Le masqué entra comme un spectre, deux pistolets fumants à la main. Les deux hommes de Geoffrey s'effondrèrent avant d'avoir compris ce qui se passait. Geoffrey pivota, le poignard levé, mais le masqué fut plus rapide—une balle siffla, et Geoffrey tomba à genoux, la main droite percée, le poignard cliquetant sur le sol de pierre.
Le masqué trancha les liens de Thomas d'un coup de lame.
« Cours. Le faubourg Saint-Marcel. La maison vide. Souviens-toi de ce que je t'ai dit : la lettre y sera. »
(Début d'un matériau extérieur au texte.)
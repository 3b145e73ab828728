//! MemTable implementation
//!
//! AVL tree with RwLock for concurrency.

use std::sync::atomic::{AtomicUsize, Ordering};

use bytes::Bytes;
use parking_lot::RwLock;

use crate::error::Result;
use crate::record::Record;

use super::AvlTree;

/// In-memory table for recent writes
///
/// ## Concurrency:
/// - `tree`: RwLock, many concurrent readers or one writer
/// - `size`: atomic so `should_flush` never takes the lock
pub struct MemTable {
    tree: RwLock<AvlTree>,
    /// Sum of the encoded length of every stored record
    size: AtomicUsize,
}

impl MemTable {
    /// Create a new empty MemTable
    pub fn new() -> Self {
        Self {
            tree: RwLock::new(AvlTree::new()),
            size: AtomicUsize::new(0),
        }
    }

    /// Get the record stored under `key`, tombstones included
    pub fn get(&self, key: &[u8]) -> Option<Record> {
        self.tree.read().search(key).cloned()
    }

    /// Insert or overwrite a record; returns the new byte size
    pub fn put(&self, record: Record) -> usize {
        let added = record.encoded_len();
        let replaced = self.tree.write().insert(record);

        let removed = replaced.map_or(0, |old| old.encoded_len());
        if added >= removed {
            self.size.fetch_add(added - removed, Ordering::SeqCst) + (added - removed)
        } else {
            self.size.fetch_sub(removed - added, Ordering::SeqCst) - (removed - added)
        }
    }

    /// Insert a tombstone for `key`; returns the new byte size
    pub fn delete(&self, key: impl Into<Bytes>) -> Result<usize> {
        Ok(self.put(Record::tombstone(key)?))
    }

    /// Flag an existing record as deleted without replacing it
    pub fn mark_deleted(&self, key: &[u8]) -> bool {
        self.tree.write().mark_deleted(key)
    }

    /// Remove the record with the largest key
    pub fn pop_last(&self) -> Option<Record> {
        let popped = self.tree.write().pop_max()?;
        self.size.fetch_sub(popped.encoded_len(), Ordering::SeqCst);
        Some(popped)
    }

    /// Get approximate size in bytes
    pub fn size(&self) -> usize {
        self.size.load(Ordering::SeqCst)
    }

    /// Get entry count
    pub fn entry_count(&self) -> usize {
        self.tree.read().len()
    }

    pub fn is_empty(&self) -> bool {
        self.tree.read().is_empty()
    }

    /// Check if should flush (size > limit)
    pub fn should_flush(&self, size_limit: usize) -> bool {
        self.size() > size_limit
    }

    /// Every record in ascending key order (for flush)
    pub fn snapshot(&self) -> Vec<Record> {
        self.tree.read().iter().cloned().collect()
    }

    /// Records with key `>= start`, ascending
    pub fn range_from(&self, start: &[u8]) -> Vec<Record> {
        self.tree.read().iter_from(start).cloned().collect()
    }

    /// Records with key `<= end`, descending
    pub fn range_to_rev(&self, end: &[u8]) -> Vec<Record> {
        self.tree.read().iter_rev_from(end).cloned().collect()
    }

    /// Swap the contents for `records`, later records overwriting earlier ones
    ///
    /// Readers see either the old contents or the new, never a mix.
    pub fn replace_with(&self, records: impl IntoIterator<Item = Record>) {
        let mut fresh = AvlTree::new();
        for record in records {
            fresh.insert(record);
        }
        let size = fresh.iter().map(Record::encoded_len).sum();

        let mut tree = self.tree.write();
        *tree = fresh;
        self.size.store(size, Ordering::SeqCst);
    }

    /// Clear all entries (after successful flush)
    pub fn clear(&self) {
        let mut tree = self.tree.write();
        tree.clear();
        self.size.store(0, Ordering::SeqCst);
    }
}

impl Default for MemTable {
    fn default() -> Self {
        Self::new()
    }
}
Thomas se releva, les jambes tremblantes, et s'élança dans l'escalier sans se retourner. Derrière lui, un bruit sourd, un cri étouffé, puis le silence.
Dans la rue, la pluie avait cessé. Thomas s'appuya contre un mur, le souffle court, le cœur battant. Le masqué l'avait sauvé. Mais qui était-il ? Qui savait assez pour contrefaire la lettre de Cecil, pour connaître le nom du faubourg, pour surgir au bon moment avec des armes et des réponses ?
Et dans sa main, il trouva un petit objet de cuivre, passé discrètement quand ses liens avaient été tranchés. Un cachet. Pas un sceau quelconque—une ancre, gravée au poinçon.
L'ancre de Roan. Le capitaine Roan, l'ami de son père.
Son père, qui lui avait dit que Roan était mort à Calais, trois ans plus tôt.
La vérité, si elle existait, venait de changer de visage.